# Planning a Tank (6gal) + Possible Beta Fish Rescue



## Shade (Dec 15, 2007)

An odd subject message perhaps, haha... sorry.

I've just moved into a new apartment in a new city, and the place is kind of lonely, so I'm thinking about setting up a small aquarium.

As far as the tank goes, I'm looking at the Eclipse 6 (six gallon), mostly because I like the idea of everything being built in. I'd like to have live plants (some threads here are saying to take out the biowheel because plants serve the role of biological filter?), and a few fish.

For fish, what I'd like to keep (once the tank is cycled/settled) are:
1 beta fish
2-3 neon tetras
1 kuhli loach (I had one of these guys a long time ago, he used to dance up and down the glass at feeding time).

I'm still working my way through the plant tutorials, and I haven't purchased anything yet. I plan to make a list of plants that have been previously suggested as good for small tanks, and I'm not sure yet if I'll have to get a different bulb.

Does this setup sound like it would be alright?

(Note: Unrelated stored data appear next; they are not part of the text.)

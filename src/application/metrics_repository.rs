// Repository trait for metrics backend access
use crate::domain::series::TimeWindow;
use async_trait::async_trait;
use std::collections::BTreeMap;

#[derive(Debug, Clone, Copy, PartialEq)]
pub struct RawSample {
    /// Unix seconds.
    pub time: i64,
    pub value: Option<f64>,
}

/// One series as returned by the backend, before naming and tagging.
#[derive(Debug, Clone, Default, PartialEq)]
pub struct RawSeries {
    pub labels: BTreeMap<String, String>,
    pub samples: Vec<RawSample>,
}

#[async_trait]
pub trait MetricsRepository: Send + Sync {
    /// Evaluate `query` over `window`; zero or more series
    async fn query_range(&self, query: &str, window: &TimeWindow) -> anyhow::Result<Vec<RawSeries>>;

    /// Host details for a monitored instance (OS, type, addresses, ...)
    async fn instance_details(&self, instance_id: &str) -> anyhow::Result<serde_json::Value>;
}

From what I've been reading, it ought to be okay (though the loach might be pushing the 1 inch of fish per gallon rule), but I'd like to make sure.

My second question is: I am going home for Christmas. It is a 1 hour flight + airport time, and a Canadian winter. At home, there is a very sad beta fish in a small container that used to belong to my younger brother. It seems like, in -theory- it would be possible to take him back with me, but would it be safe/worthwhile? I can only bring 100ml of water onto the plane, and a fish in a ziplock bag is going to get looks for sure. If not, I'm going to try and setup something cheaply there.

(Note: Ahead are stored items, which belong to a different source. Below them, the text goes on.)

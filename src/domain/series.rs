// Time-series domain models
use chrono::{DateTime, Duration, Utc};
use serde::Serialize;
use std::collections::BTreeMap;

/// Synthesized label holding the canonical series name.
pub const NAME_LABEL: &str = "__name__";
/// Synthesized label holding the query text that produced the series.
pub const QUERY_LABEL: &str = "query";

pub const DEFAULT_RANGE_MINUTES: i64 = 30;
pub const DEFAULT_STEP_SECS: i64 = 15;
/// 90 days.
pub const MAX_RANGE_MINUTES: i64 = 90 * 24 * 60;
/// 1 day.
pub const MAX_STEP_SECS: i64 = 24 * 60 * 60;

/// The (id, query) pair handed to the fetch coordinator.
#[derive(Debug, Clone, PartialEq, Eq, Hash)]
pub struct QueryRef {
    pub id: String,
    pub query: String,
}

impl QueryRef {
    pub fn new(id: impl Into<String>, query: impl Into<String>) -> Self {
        Self {
            id: id.into(),
            query: query.into(),
        }
    }

    pub fn is_blank(&self) -> bool {
        self.query.trim().is_empty()
    }
}

/// Relative range as requested by a viewer ("last N minutes").
#[derive(Debug, Clone, Copy, PartialEq, Eq, Hash)]
pub struct RangeSpec {
    pub minutes: i64,
    pub step_secs: i64,
}

impl RangeSpec {
    /// Out-of-range values are clamped so the window always resolves.
    pub fn new(minutes: i64, step_secs: i64) -> Self {
        Self {
            minutes: minutes.clamp(1, MAX_RANGE_MINUTES),
            step_secs: step_secs.clamp(1, MAX_STEP_SECS),
        }
    }

    /// Resolve against `end`, normally the dispatch instant.
    pub fn resolve(&self, end: DateTime<Utc>) -> TimeWindow {
        TimeWindow {
            start: end - Duration::minutes(self.minutes.clamp(1, MAX_RANGE_MINUTES)),
            end,
            step: Duration::seconds(self.step_secs.clamp(1, MAX_STEP_SECS)),
        }
    }
}

impl Default for RangeSpec {
    fn default() -> Self {
        Self::new(DEFAULT_RANGE_MINUTES, DEFAULT_STEP_SECS)
    }
}

#[derive(Debug, Clone, Copy, PartialEq, Eq)]
pub struct TimeWindow {
    pub start: DateTime<Utc>,
    pub end: DateTime<Utc>,
    pub step: Duration,
}

impl TimeWindow {
    /// Step in the backend's duration syntax, e.g. `15s`.
    pub fn step_param(&self) -> String {
        format!("{}s", self.step.num_seconds())
    }
}

/// One labelled series produced by a fetch cycle. Never persisted.
#[derive(Debug, Clone, PartialEq, Serialize)]
#[serde(rename_all = "camelCase")]
pub struct FetchedSeries {
    pub labels: BTreeMap<String, String>,
    pub timestamps: Vec<i64>,
    pub values: Vec<Option<f64>>,
    pub query_id: String,
}

impl FetchedSeries {
    pub fn name(&self) -> Option<&str> {
        self.labels.get(NAME_LABEL).map(String::as_str)
    }
}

Thanks very much, for any help/advice.


----------



## trenac (Jul 16, 2004)

Welcome to APC :-D 

I believe that unit has a full spectrum compact flourescent bulb. Depending on the wattage it might be ok for low light plants. 

I would skip on the neon's & Khuli, because these fish like to be kept in groups. A 6 gallon is not large enough to keep these fish in large enough groups to be happy. A betta would work well however. I would check with the airlines first to see if it is legal to fly with a fish before attempting to bring one with you.


----------



## hoppycalif (Apr 7, 2005)

trenac said:


> Welcome to APC :-D
> I would check with the airlines first to see if it is legal to fly with a fish before attempting to bring one with you.


Just as long as it removes its shoes before boarding the plane, and keeps its seat belt fastened, and of course doesn't smoke........


----------



## trenac (Jul 16, 2004)

Some good points, Hoppy


----------



## FrostyNYC (Dec 16, 2007)

I'm surprised you can fly with a fish in Canada. In the US, to my knowledge, you couldn't carry on more than 4 oz of liquid in a single container.


----------



## Amazon_Replica (Nov 24, 2007)

I hope it works out for you shade, its a touching story lol


----------



## Shade (Dec 15, 2007)

Thanks all...!

Well, I guess I am not going to rescue the betta after all. Apparantly my brother "loves that fish!" so it's gonna stay. I -am- going to set up something more appropriate for it over Christmas though. 

I guess my question becomes- for a lone betta fish, in terms of living conditions, would having some sort of real plants be an improvement also? It would have to be fairly easy to take care of (since I wont be doing it), but plants act as a sort of natural filter (take in waste products + give off oxygen)...right? I havent had a planted tank before.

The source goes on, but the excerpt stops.